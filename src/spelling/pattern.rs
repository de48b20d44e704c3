//! Rule-based correction of Turkish social-media spellings.
//!
//! Lookup order for a token:
//!
//! 1. abbreviation table (`tmm` → `tamam`)
//! 2. common-fix table, exact match (`gelyior` → `geliyor`)
//! 3. character fixes (combining dot left over from lowercasing `İ`)
//! 4. protected words, which stop here untouched
//! 5. the ordered [`PatternRule`] chain, each rule seeing the previous output
//!
//! The corrected value is returned only when it differs from the lowercased
//! input; otherwise the token comes back exactly as it was given.

use std::collections::{HashMap, HashSet};

use regex::Regex;

use crate::error::{MetinError, Result};

/// Letters a Turkish word is made of, in both cases.
const TURKISH_LETTERS: &str = "a-zA-ZçğıöşüÇĞİÖŞÜ";

const ABBREVIATIONS: &[(&str, &str)] = &[
    ("zmn", "zaman"),
    ("slm", "selam"),
    ("mrb", "merhaba"),
    ("krm", "kardeş"),
    ("tşk", "teşekkür"),
    ("prgrm", "program"),
    ("dvn", "divan"),
    ("hyr", "hayır"),
    ("evt", "evet"),
    ("nsl", "nasıl"),
    ("nrd", "nerede"),
    ("ndn", "neden"),
    ("tmm", "tamam"),
    ("grv", "görev"),
    ("blg", "bilgi"),
    ("dkt", "dikkat"),
    ("frk", "fark"),
    ("snc", "sonuç"),
    ("bnm", "benim"),
    ("snin", "senin"),
    ("bzm", "bizim"),
    ("szin", "sizin"),
    ("glb", "galiba"),
    ("hrld", "herhalde"),
    ("kbl", "kabul"),
    ("msl", "mesela"),
    ("rnk", "renk"),
    ("frst", "fırsat"),
    ("sbb", "sebep"),
    ("drm", "durum"),
    ("klt", "kültür"),
    ("trc", "tercih"),
    ("yml", "yemek"),
    ("iş", "iş"),
    ("her", "her"),
];

// Identity entries mark known-good words: the lookup stops on them, so the
// pattern rules never see them.
const COMMON_FIXES: &[(&str, &str)] = &[
    ("güzeel", "güzel"),
    ("mükemmeel", "mükemmel"),
    ("havalimani", "havalimanı"),
    ("yogurt", "yoğurt"),
    ("turkiye", "türkiye"),
    ("turkce", "türkçe"),
    ("ingilizce", "ingilizce"),
    ("arastirma", "araştırma"),
    ("gelisme", "gelişme"),
    ("dusunce", "düşünce"),
    ("kullanici", "kullanıcı"),
    ("saglik", "sağlık"),
    ("egitim", "eğitim"),
    ("ogretmen", "öğretmen"),
    ("universite", "üniversite"),
    // keyboard slips
    ("neseka", "nasılsa"),
    ("yazdıpım", "yazdığım"),
    ("fogurusunu", "doğrusunu"),
    ("sekilde", "şekilde"),
    ("kelimelrien", "kelimelerin"),
    ("değişmeisni", "değiştirmesini"),
    ("isityorum", "istiyorum"),
    ("yazılım", "yazılım"),
    ("porgram", "program"),
    ("proğram", "program"),
    ("comupter", "computer"),
    ("bilgisyar", "bilgisayar"),
    ("teknolji", "teknoloji"),
    ("anlayabilyiorum", "anlayabiliyorum"),
    ("yapabilyiorum", "yapabiliyorum"),
    ("isteyiorum", "istiyorum"),
    ("geliyorum", "geliyorum"),
    ("gidyiorum", "gidiyorum"),
    ("edyiorum", "ediyorum"),
    ("yapiyor", "yapıyor"),
    ("gidyior", "gidiyor"),
    ("gelyior", "geliyor"),
    ("istyior", "istiyor"),
    ("çalışyior", "çalışıyor"),
    ("düşünüyrum", "düşünüyorum"),
    ("söylüyrum", "söylüyorum"),
    ("biliyrum", "biliyorum"),
    ("görüyrum", "görüyorum"),
    ("anlıyorum", "anlıyorum"),
    ("gerekiyor", "gerekiyor"),
    ("lazım", "lazım"),
    ("şimdi", "şimdi"),
    ("sonra", "sonra"),
    ("önce", "önce"),
    ("şöyle", "şöyle"),
    ("böyle", "böyle"),
    ("neden", "neden"),
    ("niçin", "niçin"),
    ("çünkü", "çünkü"),
    ("rğmen", "rağmen"),
    ("dolayi", "dolayı"),
    ("nedeniyle", "nedeniyle"),
    ("sayesinde", "sayesinde"),
    ("aracılgıyla", "aracılığıyla"),
    ("veya", "veya"),
    ("yada", "ya da"),
    ("hemde", "hem de"),
    ("ayrıca", "ayrıca"),
    ("bunun", "bunun"),
    ("şunun", "şunun"),
    ("onun", "onun"),
    ("benım", "benim"),
    ("senın", "senin"),
    ("bizım", "bizim"),
    ("sizın", "sizin"),
    ("onların", "onların"),
    ("yakında", "yakında"),
    ("uzakta", "uzakta"),
    ("burada", "burada"),
    ("şurada", "şurada"),
    ("orada", "orada"),
    ("nerede", "nerede"),
    ("neresi", "neresi"),
    ("hangisi", "hangisi"),
    ("kimse", "kimse"),
    ("hiçbir", "hiçbir"),
    ("herkes", "herkes"),
    ("herkez", "herkes"),
    ("herşey", "her şey"),
    ("hiçbirşey", "hiçbir şey"),
    ("birşey", "bir şey"),
    ("bazıları", "bazıları"),
    ("çoğu", "çoğu"),
    ("hepsi", "hepsi"),
    ("tümü", "tümü"),
    ("yarısı", "yarısı"),
    ("çeyreği", "çeyreği"),
    ("dörtte", "dörtte"),
    ("üçte", "üçte"),
    ("ikide", "ikide"),
    ("birde", "bir de"),
    ("aynı", "aynı"),
    ("farklı", "farklı"),
    ("benzer", "benzer"),
    ("değişik", "değişik"),
    ("başka", "başka"),
    ("diğer", "diğer"),
    ("öteki", "öteki"),
];

const CHAR_FIXES: &[(&str, &str)] = &[("i\u{307}", "i")];

const PROTECTED_WORDS: &[&str] = &[
    "büyük",
    "koruyucu",
    "güzel",
    "mükemmel",
    "havalimanı",
    "yoğun",
    "küçük",
    "oruyucu",
    "üyük",
    "öyle",
    "böyle",
    "sürekli",
    "gerçek",
    "önemli",
    "güvenli",
    "doğru",
    "yuvarlak",
    "oyuncu",
    "sayısal",
    "ayakkabı",
    "yaşlı",
];

const LITERAL_FIXES: &[(&str, &str)] = &[
    ("yapiyor", "yapıyor"),
    ("gelyior", "geliyor"),
    ("gidyior", "gidiyor"),
    ("istyior", "istiyor"),
    // consonant confusions
    ("porgram", "program"),
    ("proğram", "program"),
    ("comupter", "computer"),
    // ğ/g
    ("dogru", "doğru"),
    ("saglik", "sağlık"),
    ("ogrenci", "öğrenci"),
];

/// One rewrite step of the pattern chain.
#[derive(Debug, Clone)]
pub enum PatternRule {
    /// Regex replacement; `replacement` may refer to capture groups.
    Regex { pattern: Regex, replacement: String },
    /// Collapse runs of at least `min_run` identical letters to one letter.
    CollapseRuns { min_run: usize },
    /// Plain substring replacement.
    Literal {
        from: &'static str,
        to: &'static str,
    },
}

impl PatternRule {
    /// Compile a regex rule.
    pub fn regex(pattern: &str, replacement: &str) -> Result<Self> {
        let pattern = Regex::new(pattern)
            .map_err(|e| MetinError::invalid_config(format!("invalid pattern rule: {e}")))?;
        Ok(PatternRule::Regex {
            pattern,
            replacement: replacement.to_string(),
        })
    }

    /// Apply this rule to `word`.
    pub fn apply(&self, word: &str) -> String {
        match self {
            PatternRule::Regex {
                pattern,
                replacement,
            } => pattern.replace_all(word, replacement.as_str()).into_owned(),
            PatternRule::CollapseRuns { min_run } => collapse_runs(word, *min_run),
            PatternRule::Literal { from, to } => word.replace(from, to),
        }
    }
}

fn collapse_runs(word: &str, min_run: usize) -> String {
    let mut collapsed = String::with_capacity(word.len());
    let mut chars = word.chars().peekable();

    while let Some(c) = chars.next() {
        let mut run = 1;
        while chars.peek() == Some(&c) {
            chars.next();
            run += 1;
        }
        let keep = if c.is_alphabetic() && run >= min_run {
            1
        } else {
            run
        };
        collapsed.extend(std::iter::repeat_n(c, keep));
    }

    collapsed
}

/// Table-driven corrector for Turkish tokens.
///
/// # Examples
///
/// ```
/// use metin::spelling::pattern::PatternCorrector;
///
/// let corrector = PatternCorrector::new().unwrap();
/// assert_eq!(corrector.correct("güzeeeel"), "güzel");
/// assert_eq!(corrector.correct("tmm"), "tamam");
/// assert_eq!(corrector.correct("büyük"), "büyük");
/// ```
#[derive(Debug, Clone)]
pub struct PatternCorrector {
    abbreviations: HashMap<&'static str, &'static str>,
    common_fixes: HashMap<&'static str, &'static str>,
    protected: HashSet<&'static str>,
    rules: Vec<PatternRule>,
}

impl PatternCorrector {
    /// Create a corrector with the built-in tables and rule chain.
    pub fn new() -> Result<Self> {
        let rules = vec![
            // -yrum → -yorum at the end of a word
            PatternRule::regex(&format!("([{TURKISH_LETTERS}]+)yrum$"), "${1}yorum")?,
            PatternRule::CollapseRuns { min_run: 3 },
        ]
        .into_iter()
        .chain(
            LITERAL_FIXES
                .iter()
                .map(|&(from, to)| PatternRule::Literal { from, to }),
        )
        .collect();

        Ok(PatternCorrector {
            abbreviations: ABBREVIATIONS.iter().copied().collect(),
            common_fixes: COMMON_FIXES.iter().copied().collect(),
            protected: PROTECTED_WORDS.iter().copied().collect(),
            rules,
        })
    }

    /// Check if a word is exempt from the pattern rules.
    pub fn is_protected(&self, word: &str) -> bool {
        self.protected.contains(word.to_lowercase().as_str())
    }

    /// Expansion of an abbreviation, if `word` is one.
    pub fn expand_abbreviation(&self, word: &str) -> Option<&'static str> {
        self.abbreviations.get(word.to_lowercase().as_str()).copied()
    }

    /// The rule chain, in application order.
    pub fn rules(&self) -> &[PatternRule] {
        &self.rules
    }

    /// Correct a single token.
    pub fn correct(&self, word: &str) -> String {
        let lower = word.to_lowercase();

        let corrected = self.correct_lowercase(&lower);
        if corrected != lower {
            corrected
        } else {
            word.to_string()
        }
    }

    fn correct_lowercase(&self, lower: &str) -> String {
        if let Some(&expansion) = self.abbreviations.get(lower) {
            return expansion.to_string();
        }
        if let Some(&fix) = self.common_fixes.get(lower) {
            return fix.to_string();
        }

        let mut corrected = lower.to_string();
        for &(wrong, right) in CHAR_FIXES {
            corrected = corrected.replace(wrong, right);
        }

        if self.protected.contains(corrected.as_str()) {
            return corrected;
        }

        self.rules
            .iter()
            .fold(corrected, |word, rule| rule.apply(&word))
    }
}

#[cfg(test)]
mod tests {
    use super::*;

    fn corrector() -> PatternCorrector {
        PatternCorrector::new().unwrap()
    }

    #[test]
    fn test_collapse_repeated_letters() {
        let corrector = corrector();
        assert_eq!(corrector.correct("güzeeeel"), "güzel");
        assert_eq!(corrector.correct("çoooook"), "çok");
        // two in a row is a legitimate spelling
        assert_eq!(corrector.correct("saat"), "saat");
    }

    #[test]
    fn test_tables() {
        let corrector = corrector();
        assert_eq!(corrector.correct("porgram"), "program");
        assert_eq!(corrector.correct("tmm"), "tamam");
        assert_eq!(corrector.correct("TMM"), "tamam");
        assert_eq!(corrector.correct("herşey"), "her şey");
        assert_eq!(corrector.correct("biliyrum"), "biliyorum");
    }

    #[test]
    fn test_protected_words() {
        let corrector = corrector();
        assert!(corrector.is_protected("Büyük"));
        assert_eq!(corrector.correct("büyük"), "büyük");
        assert_eq!(corrector.correct("yoğun"), "yoğun");
    }

    #[test]
    fn test_yrum_suffix() {
        let corrector = corrector();
        assert_eq!(corrector.correct("istiyrum"), "istiyorum");
        // plain -rum endings are words in their own right
        assert_eq!(corrector.correct("durum"), "durum");
        assert_eq!(corrector.correct("Durum"), "Durum");
    }

    #[test]
    fn test_literal_rules_inside_words() {
        let corrector = corrector();
        assert_eq!(corrector.correct("dogrusu"), "doğrusu");
        assert_eq!(corrector.correct("ogrenciler"), "öğrenciler");
    }

    #[test]
    fn test_dotted_capital_i() {
        let corrector = corrector();
        // "İyi".to_lowercase() leaves a combining dot behind
        assert_eq!(corrector.correct("İyi"), "iyi");
    }

    #[test]
    fn test_uncorrected_keeps_casing() {
        let corrector = corrector();
        assert_eq!(corrector.correct("Merhaba"), "Merhaba");
        assert_eq!(corrector.correct("Neden"), "Neden");
    }

    #[test]
    fn test_rule_chain_order() {
        let corrector = corrector();
        assert!(matches!(corrector.rules()[0], PatternRule::Regex { .. }));
        assert!(matches!(
            corrector.rules()[1],
            PatternRule::CollapseRuns { min_run: 3 }
        ));
        assert_eq!(corrector.rules().len(), 2 + LITERAL_FIXES.len());
    }
}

_ _ _ _

=== Your instructions ===
Copy out each line from the listing that contains the string "wrong".

=== Solution to this exercise ===
        for &(wrong, right) in CHAR_FIXES {
            corrected = corrected.replace(wrong, right);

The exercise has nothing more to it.